Avec un bureau provisoire pléthorique de 127 membres, on dirait qu’on a affaire à un parti de type stalinien. Au sommet trône un politburo de 23 vice-présidents, tous des apparatchiks bon teint issus de la nomenklatura. Et dans le saint des saints, c’est-à-dire au présidium du comité central, Ahmed Diane Séméga, l’ancien gourou du Mouvement Citoyen devenu une sorte de Castro des tropiques. On vient d’assister manifestement à la naissance du parti communiste de Koulouba dont les membres roulent déjà dans des Zyls pour se rendre dans leur datcha tout près de la capitale. Ce sont les nouveaux membres du CC du PCUS ou du Parti communiste chinois. Ce melting-pot, qui est loin d’être un fourre-tout, va faire trembler les colonnes du temple en 2012. Il dispose déjà du nerf de la guerre parce qu’il ne comprend ni pauvre hère, ni pauvre bougre. Opérateurs économiques, ministres, paysans riches, députés jusqu’aux simples maires chacun va mettre la main à la poche dans cette commune volonté de vie commune. Qui va crier à l’ostentation s’ils le font à la sueur de leur front?
En 2002, qui a crié au scandale quand Soumi champion a volé en hélico en rase campagne au-dessus des nids de misère ? Il faut ajouter à tout cela que le Mouvement citoyen, socle sur lequel est bâti le parti d’ATT, n’est pas un profane en matière politique.

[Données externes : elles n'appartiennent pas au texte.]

//! Prescription records and the dispensation gate.
//!
//! Uploads create `Pending` prescriptions; an admin review decides them
//! exactly once. The gate answers, per order line, whether a controlled
//! product may be dispensed; it never mutates anything.

pub mod gate;
pub mod prescription;

pub use gate::{evaluate, GateResolution};
pub use prescription::{
    Prescription, PrescriptionDirectory, PrescriptionId, PrescriptionStatus, ReviewDecision,
};
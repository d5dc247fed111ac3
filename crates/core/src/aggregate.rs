//! Aggregate root traits: centralized, pure transition logic.

/// Aggregate root marker + minimal interface.
///
/// Intentionally small so domain modules can decide how they model state
/// transitions without bringing in any infrastructure concerns.
pub trait AggregateRoot {
    /// Strongly-typed aggregate identifier.
    type Id: Clone + Eq + core::hash::Hash + core::fmt::Debug;

    /// Returns the aggregate identifier.
    fn id(&self) -> &Self::Id;

    /// Monotonically increasing version of the aggregate's state.
    ///
    /// Typically corresponds to the number of events applied.
    fn version(&self) -> u64;
}

/// Aggregate execution semantics (pure, deterministic).
///
/// - **Decision logic**: `handle(&self, cmd)` returns events.
/// - **State mutation**: `apply(&mut self, event)` evolves state.
///
/// Aggregates must not perform IO or side effects. They should only return
/// events describing what happened. `handle` is the single place transition
/// legality is written down; whoever persists the result is the sole writer
/// of the aggregate's durable state.
pub trait Aggregate: AggregateRoot {
    type Command: Clone + core::fmt::Debug;
    type Event: Clone + core::fmt::Debug;
    type Error: core::fmt::Debug;

    /// Evolve in-memory state from a single event.
    ///
    /// Implementations should remain deterministic and should typically update
    /// their internal `version()` tracking consistently (e.g. +1 per applied event).
    fn apply(&mut self, event: &Self::Event);

    /// Decide which events to emit given the current state and a command.
    ///
    /// This must not mutate state. State evolution is done through `apply`.
    fn handle(&self, command: &Self::Command) -> Result<Vec<Self::Event>, Self::Error>;
}
//! Product catalog: the read-mostly snapshot source for order creation.
//!
//! Order lines copy `price` and `requires_prescription` out of the catalog at
//! order time; later product edits never retroactively alter placed orders.

pub mod product;

pub use product::{Catalog, Product, ProductId, ProductKind};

Il compte, depuis belle lurette, une certaine implantation sur le territoire national et a des élus un peu partout. En outre, les membres du bureau provisoire du PDES sont judicieusement bien repartis entre toutes les contrées du pays. Aussi, chacun ramènera de son bled son trophée de guerre.
Autant dire que les grands partis traditionnels comme l’Adema, l’URD et le RPM ne doivent pas dormir sur leurs lauriers. La compétition sera largement ouverte, rien n’est encore joué pour 2012. Leur suprématie est même menacée par ce nouveau-né dans la conquête du pouvoir. Seul le charisme du prétendant au trône fera la différence entre les uns et les autres. Quant aux élections de proximité, ce sera un marquage à la culotte entre ces quatre formations politiques. Et dire que l’Adema rêve de revenir au pouvoir à cette date. Avec la nouvelle donne Dioncounda sera obligé de revoir ses ambitions à la baisse. Parce que tout ce qui est neuf est beau, le PDES va continuer de ratisser large. Il puisera à pleines dents dans les mécontents de tous les partis et tentera tous ceux qui sont attirés par une forte odeur d’argent. Ne vous leurrez pas, on ne fait pas de la politique les mains vides car un sac vide ne tient pas débout. Pour tout dire, en sortant de la clandestinité et en jouant à visage découvert, les héritiers d’ATT ont trouvé le meilleur moyen de sauvegarder son legs. Et pour un coup d’essai, ils ont réussi un coup de maître. ATT sera fier de ses ouailles.